Discovery of New Uracil and Thiouracil Derivatives as Potential HDAC Inhibitors.

Background : Histone deacetylase inhibitors (HDACIs) are a relatively new class of potential drugs for treating cancer. Aim : Discovery of new anticancer agents targeting HDAC. Methods : New uracil and thiouracil derivatives panels were designed and synthesized as HDAC inhibitors. The synthesized compounds were tested against MCF-7, HepG2, and HCT-116. HDAC1 and HDAC4 inhibitory activities of these compounds were tested.
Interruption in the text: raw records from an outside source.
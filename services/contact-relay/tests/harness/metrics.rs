// SPDX-FileCopyrightText: 2025 Hyperpolymath
// SPDX-License-Identifier: PMPL-1.0-or-later

//! Outcome tally for abuse runs.

use axum::http::StatusCode;
use std::collections::{HashMap, HashSet};
use std::fmt;
use std::time::{Duration, Instant};

/// How the endpoint answered one request.
#[derive(Debug, Clone, Copy, PartialEq, Eq, Hash)]
pub enum Outcome {
    Accepted,
    Invalid,
    BadRequest,
    RateLimited,
    Failed,
}

impl Outcome {
    /// Classify a reply; 400s carrying a `fields` map are validation failures.
    pub fn classify(status: StatusCode, body: &serde_json::Value) -> Self {
        match status {
            StatusCode::OK => Self::Accepted,
            StatusCode::BAD_REQUEST if body.get("fields").is_some() => Self::Invalid,
            StatusCode::BAD_REQUEST => Self::BadRequest,
            StatusCode::TOO_MANY_REQUESTS => Self::RateLimited,
            _ => Self::Failed,
        }
    }
}

pub struct AttackMetrics {
    started: Instant,
    elapsed: Option<Duration>,
    tally: HashMap<Outcome, usize>,
    clients: HashSet<String>,
    slowest: Duration,
}

impl AttackMetrics {
    pub fn new() -> Self {
        Self {
            started: Instant::now(),
            elapsed: None,
            tally: HashMap::new(),
            clients: HashSet::new(),
            slowest: Duration::ZERO,
        }
    }

    pub fn finish(&mut self) {
        self.elapsed = Some(self.started.elapsed());
    }

    pub fn record(&mut self, outcome: Outcome, client: &str, latency: Duration) {
        *self.tally.entry(outcome).or_default() += 1;
        self.clients.insert(client.to_string());
        self.slowest = self.slowest.max(latency);
    }

    pub fn count(&self, outcome: Outcome) -> usize {
        self.tally.get(&outcome).copied().unwrap_or(0)
    }

    pub fn total(&self) -> usize {
        self.tally.values().sum()
    }

    /// Requests that got past the limiter, whatever happened next.
    pub fn admitted(&self) -> usize {
        self.total() - self.count(Outcome::RateLimited)
    }

    pub fn report(&self) -> MetricsReport {
        let total = self.total();
        let rate_limited = self.count(Outcome::RateLimited);
        MetricsReport {
            total_requests: total,
            accepted: self.count(Outcome::Accepted),
            invalid: self.count(Outcome::Invalid),
            bad_request: self.count(Outcome::BadRequest),
            rate_limited,
            failed: self.count(Outcome::Failed),
            block_rate: if total == 0 {
                0.0
            } else {
                rate_limited as f64 / total as f64
            },
            unique_clients: self.clients.len(),
            slowest: self.slowest,
            elapsed: self.elapsed.unwrap_or_else(|| self.started.elapsed()),
        }
    }
}

#[derive(Debug, Clone)]
pub struct MetricsReport {
    pub total_requests: usize,
    pub accepted: usize,
    pub invalid: usize,
    pub bad_request: usize,
    pub rate_limited: usize,
    pub failed: usize,
    /// Share of requests turned away by the limiter.
    pub block_rate: f64,
    pub unique_clients: usize,
    pub slowest: Duration,
    pub elapsed: Duration,
}

impl fmt::Display for MetricsReport {
    fn fmt(&self, f: &mut fmt::Formatter<'_>) -> fmt::Result {
        writeln!(
            f,
            "{} requests from {} clients in {:?} (slowest {:?})",
            self.total_requests, self.unique_clients, self.elapsed, self.slowest
        )?;
        write!(
            f,
            "accepted={} invalid={} bad_request={} rate_limited={} failed={} blocked={:.1}%",
            self.accepted,
            self.invalid,
            self.bad_request,
            self.rate_limited,
            self.failed,
            self.block_rate * 100.0
        )
    }
}

#[cfg(test)]
mod tests {
    use super::*;
    use serde_json::json;

    #[test]
    fn test_classify() {
        assert_eq!(Outcome::classify(StatusCode::OK, &json!({})), Outcome::Accepted);
        assert_eq!(
            Outcome::classify(StatusCode::BAD_REQUEST, &json!({ "fields": {} })),
            Outcome::Invalid
        );
        assert_eq!(
            Outcome::classify(StatusCode::BAD_REQUEST, &json!({ "error": "x" })),
            Outcome::BadRequest
        );
        assert_eq!(
            Outcome::classify(StatusCode::INTERNAL_SERVER_ERROR, &json!({})),
            Outcome::Failed
        );
    }

    #[test]
    fn test_report() {
        let mut metrics = AttackMetrics::new();
        for _ in 0..3 {
            metrics.record(Outcome::Accepted, "10.0.0.1", Duration::from_micros(10));
        }
        for _ in 0..7 {
            metrics.record(Outcome::RateLimited, "10.0.0.2", Duration::from_micros(40));
        }
        metrics.finish();

        let report = metrics.report();
        assert!((report.block_rate - 0.7).abs() < 0.01);
        assert_eq!(metrics.admitted(), 3);
        assert_eq!(report.unique_clients, 2);
        assert_eq!(report.slowest, Duration::from_micros(40));
    }
}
The most active member was tested for its potential against cell cycle, apoptosis, caspase-3, and caspase-8. Docking studies were carried out against HDAC1. Results : Compounds 5a , 5b , 5f , 5i , 5k , and 5m exhibited promising cytotoxic activities. HDAC1 and HDAC4 inhibitory activities of these compounds were tested. Regarding the HDAC1 inhibitory activity, compound 5m was the most potent member (IC 50 = 0.05 µg/mL) compared to trichostatin A (IC 50 = 0.0349 µg/mL). For HDAC4, compound 5m showed superior activity (IC 50 = 2.83 µg/mL) than trichostatin A (IC 50 = 3.349 µg/mL) . Compound 5m showed a high potential to arrest the HCT116 cell cycle at the G0-G1 phase. In addition, it showed an almost 17 times apoptotic effect (37.59%) compared to the control cells (2.17%). Furthermore, Compound 5m showed significant increases in the levels of caspase-3 and caspase-8. Finally, the uracil and thiouracil derivatives showed accepted binding mods against HDAC. Conclusions : Compound 5m has potential anticancer activity targeting HDAC with a significant apoptotic effect.